[[ Data provided open ]]

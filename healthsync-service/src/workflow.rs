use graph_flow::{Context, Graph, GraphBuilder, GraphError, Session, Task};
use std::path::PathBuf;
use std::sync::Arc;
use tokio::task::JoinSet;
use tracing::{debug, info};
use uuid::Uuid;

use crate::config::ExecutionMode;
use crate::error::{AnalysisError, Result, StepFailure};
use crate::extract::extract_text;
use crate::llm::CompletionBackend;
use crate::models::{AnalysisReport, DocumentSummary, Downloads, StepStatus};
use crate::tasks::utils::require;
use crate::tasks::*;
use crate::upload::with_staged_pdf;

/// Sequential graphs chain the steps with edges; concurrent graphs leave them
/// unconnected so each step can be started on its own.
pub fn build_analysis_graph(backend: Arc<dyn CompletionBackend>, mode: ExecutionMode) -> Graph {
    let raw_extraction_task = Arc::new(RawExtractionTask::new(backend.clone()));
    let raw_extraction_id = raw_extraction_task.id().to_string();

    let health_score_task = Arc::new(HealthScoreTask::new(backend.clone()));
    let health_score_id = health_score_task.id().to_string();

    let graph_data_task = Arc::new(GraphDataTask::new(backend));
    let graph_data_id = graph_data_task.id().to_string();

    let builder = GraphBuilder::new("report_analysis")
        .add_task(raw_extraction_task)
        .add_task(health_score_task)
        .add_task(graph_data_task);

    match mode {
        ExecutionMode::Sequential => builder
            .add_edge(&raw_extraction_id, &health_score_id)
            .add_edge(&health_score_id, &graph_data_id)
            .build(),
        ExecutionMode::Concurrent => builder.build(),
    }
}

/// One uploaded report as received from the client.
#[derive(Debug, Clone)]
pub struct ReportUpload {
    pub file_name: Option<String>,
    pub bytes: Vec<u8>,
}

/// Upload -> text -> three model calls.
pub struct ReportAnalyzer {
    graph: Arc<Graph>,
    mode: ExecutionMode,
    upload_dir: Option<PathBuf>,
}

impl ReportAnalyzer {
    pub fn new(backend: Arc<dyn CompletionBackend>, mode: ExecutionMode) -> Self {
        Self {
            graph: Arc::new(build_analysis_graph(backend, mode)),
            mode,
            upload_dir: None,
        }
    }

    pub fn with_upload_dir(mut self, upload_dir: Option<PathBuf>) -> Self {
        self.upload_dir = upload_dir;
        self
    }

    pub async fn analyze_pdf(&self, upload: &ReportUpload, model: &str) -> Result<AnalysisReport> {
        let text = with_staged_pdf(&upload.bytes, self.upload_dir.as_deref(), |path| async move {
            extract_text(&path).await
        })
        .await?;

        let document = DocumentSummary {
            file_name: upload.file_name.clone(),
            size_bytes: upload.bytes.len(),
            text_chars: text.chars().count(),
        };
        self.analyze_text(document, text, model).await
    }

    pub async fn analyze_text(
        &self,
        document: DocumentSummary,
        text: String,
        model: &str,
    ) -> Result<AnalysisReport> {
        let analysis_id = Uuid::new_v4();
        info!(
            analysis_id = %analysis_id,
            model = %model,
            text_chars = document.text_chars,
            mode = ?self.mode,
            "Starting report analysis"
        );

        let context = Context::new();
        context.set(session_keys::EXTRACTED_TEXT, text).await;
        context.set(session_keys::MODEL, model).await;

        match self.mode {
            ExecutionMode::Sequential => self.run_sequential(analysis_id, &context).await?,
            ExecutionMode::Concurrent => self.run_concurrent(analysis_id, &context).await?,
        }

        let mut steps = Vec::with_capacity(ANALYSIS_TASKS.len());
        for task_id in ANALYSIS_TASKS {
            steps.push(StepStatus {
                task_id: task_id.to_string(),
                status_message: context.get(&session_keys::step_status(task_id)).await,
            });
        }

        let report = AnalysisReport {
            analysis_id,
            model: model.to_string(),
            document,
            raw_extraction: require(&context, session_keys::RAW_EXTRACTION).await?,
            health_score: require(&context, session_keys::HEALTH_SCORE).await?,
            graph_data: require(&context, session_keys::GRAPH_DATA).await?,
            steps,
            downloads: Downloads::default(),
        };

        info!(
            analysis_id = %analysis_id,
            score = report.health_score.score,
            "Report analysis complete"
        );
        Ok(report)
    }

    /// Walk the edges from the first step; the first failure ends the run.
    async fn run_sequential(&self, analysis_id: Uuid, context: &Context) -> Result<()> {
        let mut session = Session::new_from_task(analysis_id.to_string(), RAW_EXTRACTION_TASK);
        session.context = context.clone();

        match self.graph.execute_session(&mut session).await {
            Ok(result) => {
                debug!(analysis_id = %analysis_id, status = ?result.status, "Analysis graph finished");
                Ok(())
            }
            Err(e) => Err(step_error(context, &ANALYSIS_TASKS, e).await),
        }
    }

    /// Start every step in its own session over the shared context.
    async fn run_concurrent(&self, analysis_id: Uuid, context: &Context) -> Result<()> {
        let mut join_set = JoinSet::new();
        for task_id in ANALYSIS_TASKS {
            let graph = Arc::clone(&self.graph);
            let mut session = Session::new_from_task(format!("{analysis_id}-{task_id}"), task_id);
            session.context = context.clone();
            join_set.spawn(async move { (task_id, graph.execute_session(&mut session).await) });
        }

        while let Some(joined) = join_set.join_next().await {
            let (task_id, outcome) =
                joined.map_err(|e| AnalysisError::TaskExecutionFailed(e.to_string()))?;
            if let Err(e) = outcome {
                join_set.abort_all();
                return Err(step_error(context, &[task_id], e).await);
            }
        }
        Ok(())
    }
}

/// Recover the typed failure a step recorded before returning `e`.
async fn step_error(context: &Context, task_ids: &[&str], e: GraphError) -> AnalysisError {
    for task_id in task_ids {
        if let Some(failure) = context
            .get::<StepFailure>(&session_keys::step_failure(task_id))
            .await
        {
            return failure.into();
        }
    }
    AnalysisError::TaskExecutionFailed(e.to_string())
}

[[ Data provided closed ]]

Activity:
When a line above contains the string "bytes", copy that line.

Response:
    pub bytes: Vec<u8>,
        let text = with_staged_pdf(&upload.bytes, self.upload_dir.as_deref(), |path| async move {
            size_bytes: upload.bytes.len(),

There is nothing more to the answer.